WORK REQUEST
A single number is wanted: how many lines of the records below contain the word "BridgeOptions".

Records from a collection

--- START ---

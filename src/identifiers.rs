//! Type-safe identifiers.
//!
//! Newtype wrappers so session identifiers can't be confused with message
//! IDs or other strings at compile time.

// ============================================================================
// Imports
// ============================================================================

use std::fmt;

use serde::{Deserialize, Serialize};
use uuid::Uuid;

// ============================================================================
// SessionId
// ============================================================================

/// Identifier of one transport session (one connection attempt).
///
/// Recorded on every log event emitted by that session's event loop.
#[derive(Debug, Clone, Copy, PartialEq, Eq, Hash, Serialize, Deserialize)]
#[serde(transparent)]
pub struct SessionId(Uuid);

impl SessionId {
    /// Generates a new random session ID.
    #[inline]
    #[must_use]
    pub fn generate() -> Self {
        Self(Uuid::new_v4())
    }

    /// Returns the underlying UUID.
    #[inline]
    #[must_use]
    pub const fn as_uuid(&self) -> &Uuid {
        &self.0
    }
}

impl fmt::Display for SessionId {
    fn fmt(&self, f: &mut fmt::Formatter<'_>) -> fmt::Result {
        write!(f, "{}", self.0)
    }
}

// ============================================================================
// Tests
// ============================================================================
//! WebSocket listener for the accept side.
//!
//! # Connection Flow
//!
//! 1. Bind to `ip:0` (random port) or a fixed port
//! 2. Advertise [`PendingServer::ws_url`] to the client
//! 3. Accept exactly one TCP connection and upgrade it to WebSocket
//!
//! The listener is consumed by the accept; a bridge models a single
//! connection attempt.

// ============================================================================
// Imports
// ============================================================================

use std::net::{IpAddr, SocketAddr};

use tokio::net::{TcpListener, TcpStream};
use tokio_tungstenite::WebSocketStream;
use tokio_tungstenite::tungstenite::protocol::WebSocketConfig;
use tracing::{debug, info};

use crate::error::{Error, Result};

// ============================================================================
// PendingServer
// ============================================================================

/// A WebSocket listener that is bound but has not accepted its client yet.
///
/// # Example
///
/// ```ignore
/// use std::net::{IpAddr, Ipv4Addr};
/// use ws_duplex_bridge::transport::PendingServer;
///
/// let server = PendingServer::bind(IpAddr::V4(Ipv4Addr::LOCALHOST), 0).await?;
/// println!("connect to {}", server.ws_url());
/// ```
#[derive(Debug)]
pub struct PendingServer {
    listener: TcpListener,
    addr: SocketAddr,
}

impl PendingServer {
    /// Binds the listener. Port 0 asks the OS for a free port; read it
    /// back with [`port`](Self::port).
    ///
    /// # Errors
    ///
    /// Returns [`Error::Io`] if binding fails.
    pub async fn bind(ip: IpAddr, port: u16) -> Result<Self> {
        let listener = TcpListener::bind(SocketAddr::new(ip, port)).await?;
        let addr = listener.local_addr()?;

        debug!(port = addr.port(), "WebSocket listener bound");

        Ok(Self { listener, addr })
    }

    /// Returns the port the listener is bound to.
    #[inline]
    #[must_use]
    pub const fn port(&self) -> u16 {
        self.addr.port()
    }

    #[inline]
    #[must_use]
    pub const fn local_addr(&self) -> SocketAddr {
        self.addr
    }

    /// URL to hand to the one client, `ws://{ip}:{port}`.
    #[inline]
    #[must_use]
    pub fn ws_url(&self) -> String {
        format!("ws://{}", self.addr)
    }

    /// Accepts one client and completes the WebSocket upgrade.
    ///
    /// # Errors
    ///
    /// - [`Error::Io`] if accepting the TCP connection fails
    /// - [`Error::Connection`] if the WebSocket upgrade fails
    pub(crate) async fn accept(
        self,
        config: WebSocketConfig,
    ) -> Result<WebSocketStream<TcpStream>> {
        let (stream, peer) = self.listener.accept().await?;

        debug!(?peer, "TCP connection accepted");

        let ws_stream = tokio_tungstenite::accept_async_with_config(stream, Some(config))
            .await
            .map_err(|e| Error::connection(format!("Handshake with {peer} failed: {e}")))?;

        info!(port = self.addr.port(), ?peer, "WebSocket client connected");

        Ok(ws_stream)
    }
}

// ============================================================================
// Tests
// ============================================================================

--- END ---
--- START ---

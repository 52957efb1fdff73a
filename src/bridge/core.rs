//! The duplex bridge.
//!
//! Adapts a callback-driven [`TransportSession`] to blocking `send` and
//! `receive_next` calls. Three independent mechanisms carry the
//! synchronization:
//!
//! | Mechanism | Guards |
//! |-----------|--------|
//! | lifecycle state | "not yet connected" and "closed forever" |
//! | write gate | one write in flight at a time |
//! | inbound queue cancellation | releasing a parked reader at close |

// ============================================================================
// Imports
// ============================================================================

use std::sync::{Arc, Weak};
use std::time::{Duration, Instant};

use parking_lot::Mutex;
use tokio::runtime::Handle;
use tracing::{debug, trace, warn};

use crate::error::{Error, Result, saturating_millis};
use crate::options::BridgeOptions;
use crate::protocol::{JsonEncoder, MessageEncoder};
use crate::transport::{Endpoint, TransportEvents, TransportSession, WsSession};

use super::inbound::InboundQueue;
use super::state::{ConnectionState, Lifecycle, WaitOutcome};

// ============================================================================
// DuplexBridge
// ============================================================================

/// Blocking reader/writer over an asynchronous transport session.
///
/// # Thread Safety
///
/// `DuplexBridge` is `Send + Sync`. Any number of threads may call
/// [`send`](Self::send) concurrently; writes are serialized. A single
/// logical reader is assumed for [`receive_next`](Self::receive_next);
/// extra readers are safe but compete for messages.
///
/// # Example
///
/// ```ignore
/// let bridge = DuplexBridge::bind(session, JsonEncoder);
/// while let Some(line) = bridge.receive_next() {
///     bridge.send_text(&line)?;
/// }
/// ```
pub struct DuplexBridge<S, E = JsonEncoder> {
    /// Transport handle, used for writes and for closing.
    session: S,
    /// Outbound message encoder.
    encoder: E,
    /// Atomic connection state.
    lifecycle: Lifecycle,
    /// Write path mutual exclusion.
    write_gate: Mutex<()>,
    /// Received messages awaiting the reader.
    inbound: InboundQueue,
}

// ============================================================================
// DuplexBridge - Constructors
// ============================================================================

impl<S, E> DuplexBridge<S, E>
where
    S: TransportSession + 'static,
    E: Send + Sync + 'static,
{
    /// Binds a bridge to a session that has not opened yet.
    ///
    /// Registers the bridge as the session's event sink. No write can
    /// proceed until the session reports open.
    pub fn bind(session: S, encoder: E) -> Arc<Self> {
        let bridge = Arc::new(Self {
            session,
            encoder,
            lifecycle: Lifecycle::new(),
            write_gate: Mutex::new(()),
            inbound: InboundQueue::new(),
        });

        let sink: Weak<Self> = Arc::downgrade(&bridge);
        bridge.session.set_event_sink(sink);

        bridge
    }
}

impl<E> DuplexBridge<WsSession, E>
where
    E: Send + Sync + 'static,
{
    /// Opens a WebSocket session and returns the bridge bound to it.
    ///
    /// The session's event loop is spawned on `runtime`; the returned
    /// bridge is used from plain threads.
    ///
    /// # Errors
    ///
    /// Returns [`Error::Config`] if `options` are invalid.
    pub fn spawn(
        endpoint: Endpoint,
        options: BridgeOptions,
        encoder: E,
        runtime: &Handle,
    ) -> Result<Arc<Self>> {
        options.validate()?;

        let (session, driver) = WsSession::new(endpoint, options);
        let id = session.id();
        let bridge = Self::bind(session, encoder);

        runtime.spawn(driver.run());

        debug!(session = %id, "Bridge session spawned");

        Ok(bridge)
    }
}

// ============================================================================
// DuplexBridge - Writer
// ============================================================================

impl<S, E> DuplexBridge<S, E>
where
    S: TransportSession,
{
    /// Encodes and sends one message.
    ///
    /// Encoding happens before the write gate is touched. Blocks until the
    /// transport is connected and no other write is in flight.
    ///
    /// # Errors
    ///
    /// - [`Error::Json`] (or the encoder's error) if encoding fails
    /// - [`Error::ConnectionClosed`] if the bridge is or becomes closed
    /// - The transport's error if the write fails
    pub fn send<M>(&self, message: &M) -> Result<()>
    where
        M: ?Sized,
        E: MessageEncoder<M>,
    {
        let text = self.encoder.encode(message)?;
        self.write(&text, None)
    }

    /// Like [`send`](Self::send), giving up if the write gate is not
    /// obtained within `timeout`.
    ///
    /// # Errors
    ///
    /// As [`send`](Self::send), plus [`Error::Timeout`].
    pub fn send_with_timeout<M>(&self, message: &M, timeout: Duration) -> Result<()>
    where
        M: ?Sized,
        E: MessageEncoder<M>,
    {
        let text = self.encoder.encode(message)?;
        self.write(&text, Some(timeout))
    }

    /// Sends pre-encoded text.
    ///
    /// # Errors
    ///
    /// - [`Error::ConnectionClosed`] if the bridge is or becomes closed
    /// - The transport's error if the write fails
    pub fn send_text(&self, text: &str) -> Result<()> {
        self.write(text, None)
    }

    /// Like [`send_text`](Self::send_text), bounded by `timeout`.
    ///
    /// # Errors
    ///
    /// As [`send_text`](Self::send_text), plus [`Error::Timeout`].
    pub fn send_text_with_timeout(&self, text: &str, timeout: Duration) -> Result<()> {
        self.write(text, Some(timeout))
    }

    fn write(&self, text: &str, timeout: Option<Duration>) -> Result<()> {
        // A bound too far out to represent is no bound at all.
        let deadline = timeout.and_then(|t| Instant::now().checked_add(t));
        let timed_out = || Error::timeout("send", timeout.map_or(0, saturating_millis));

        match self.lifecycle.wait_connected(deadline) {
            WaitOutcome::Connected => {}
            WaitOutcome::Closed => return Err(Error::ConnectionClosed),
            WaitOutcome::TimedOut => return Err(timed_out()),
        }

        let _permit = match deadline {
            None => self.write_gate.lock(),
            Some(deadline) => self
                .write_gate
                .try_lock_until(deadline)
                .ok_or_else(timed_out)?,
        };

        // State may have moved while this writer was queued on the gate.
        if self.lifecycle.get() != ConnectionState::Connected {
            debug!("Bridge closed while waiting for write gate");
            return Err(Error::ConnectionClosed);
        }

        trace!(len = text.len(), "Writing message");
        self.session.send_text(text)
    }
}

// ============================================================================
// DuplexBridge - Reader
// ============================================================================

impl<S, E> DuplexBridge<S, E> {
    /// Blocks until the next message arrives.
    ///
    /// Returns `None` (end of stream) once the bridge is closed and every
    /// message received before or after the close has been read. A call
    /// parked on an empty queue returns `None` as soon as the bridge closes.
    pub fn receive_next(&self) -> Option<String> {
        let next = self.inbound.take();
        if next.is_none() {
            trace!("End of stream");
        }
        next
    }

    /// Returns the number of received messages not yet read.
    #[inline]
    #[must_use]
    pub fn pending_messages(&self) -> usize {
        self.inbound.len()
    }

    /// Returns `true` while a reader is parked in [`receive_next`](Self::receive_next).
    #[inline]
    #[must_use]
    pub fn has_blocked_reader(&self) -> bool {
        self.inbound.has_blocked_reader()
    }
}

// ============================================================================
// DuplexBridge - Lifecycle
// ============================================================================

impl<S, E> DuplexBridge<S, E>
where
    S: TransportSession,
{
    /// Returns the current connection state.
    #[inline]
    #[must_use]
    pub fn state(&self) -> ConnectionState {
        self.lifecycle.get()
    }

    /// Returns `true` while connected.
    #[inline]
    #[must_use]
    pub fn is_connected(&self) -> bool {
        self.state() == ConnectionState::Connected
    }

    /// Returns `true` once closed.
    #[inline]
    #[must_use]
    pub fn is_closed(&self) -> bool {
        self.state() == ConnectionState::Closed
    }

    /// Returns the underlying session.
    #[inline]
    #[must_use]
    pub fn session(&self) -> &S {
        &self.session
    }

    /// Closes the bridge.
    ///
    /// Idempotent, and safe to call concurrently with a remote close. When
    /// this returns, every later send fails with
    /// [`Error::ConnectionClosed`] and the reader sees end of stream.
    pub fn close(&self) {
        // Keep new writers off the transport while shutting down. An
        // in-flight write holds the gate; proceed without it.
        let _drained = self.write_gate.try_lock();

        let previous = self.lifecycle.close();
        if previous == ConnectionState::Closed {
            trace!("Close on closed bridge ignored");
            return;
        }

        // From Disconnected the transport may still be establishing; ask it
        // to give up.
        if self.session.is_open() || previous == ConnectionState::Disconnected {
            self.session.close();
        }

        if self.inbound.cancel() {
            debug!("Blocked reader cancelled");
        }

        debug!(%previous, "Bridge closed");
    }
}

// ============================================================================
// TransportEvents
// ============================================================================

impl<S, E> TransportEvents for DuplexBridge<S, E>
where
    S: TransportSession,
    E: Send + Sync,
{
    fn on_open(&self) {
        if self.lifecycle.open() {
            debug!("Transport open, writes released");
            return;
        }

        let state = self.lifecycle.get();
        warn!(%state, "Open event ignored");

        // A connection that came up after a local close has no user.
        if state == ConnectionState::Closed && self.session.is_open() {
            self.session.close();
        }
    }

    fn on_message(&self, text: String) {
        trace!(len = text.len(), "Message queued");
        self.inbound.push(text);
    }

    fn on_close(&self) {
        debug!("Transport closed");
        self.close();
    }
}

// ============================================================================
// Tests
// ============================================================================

--- END ---

ANSWER SPACE
2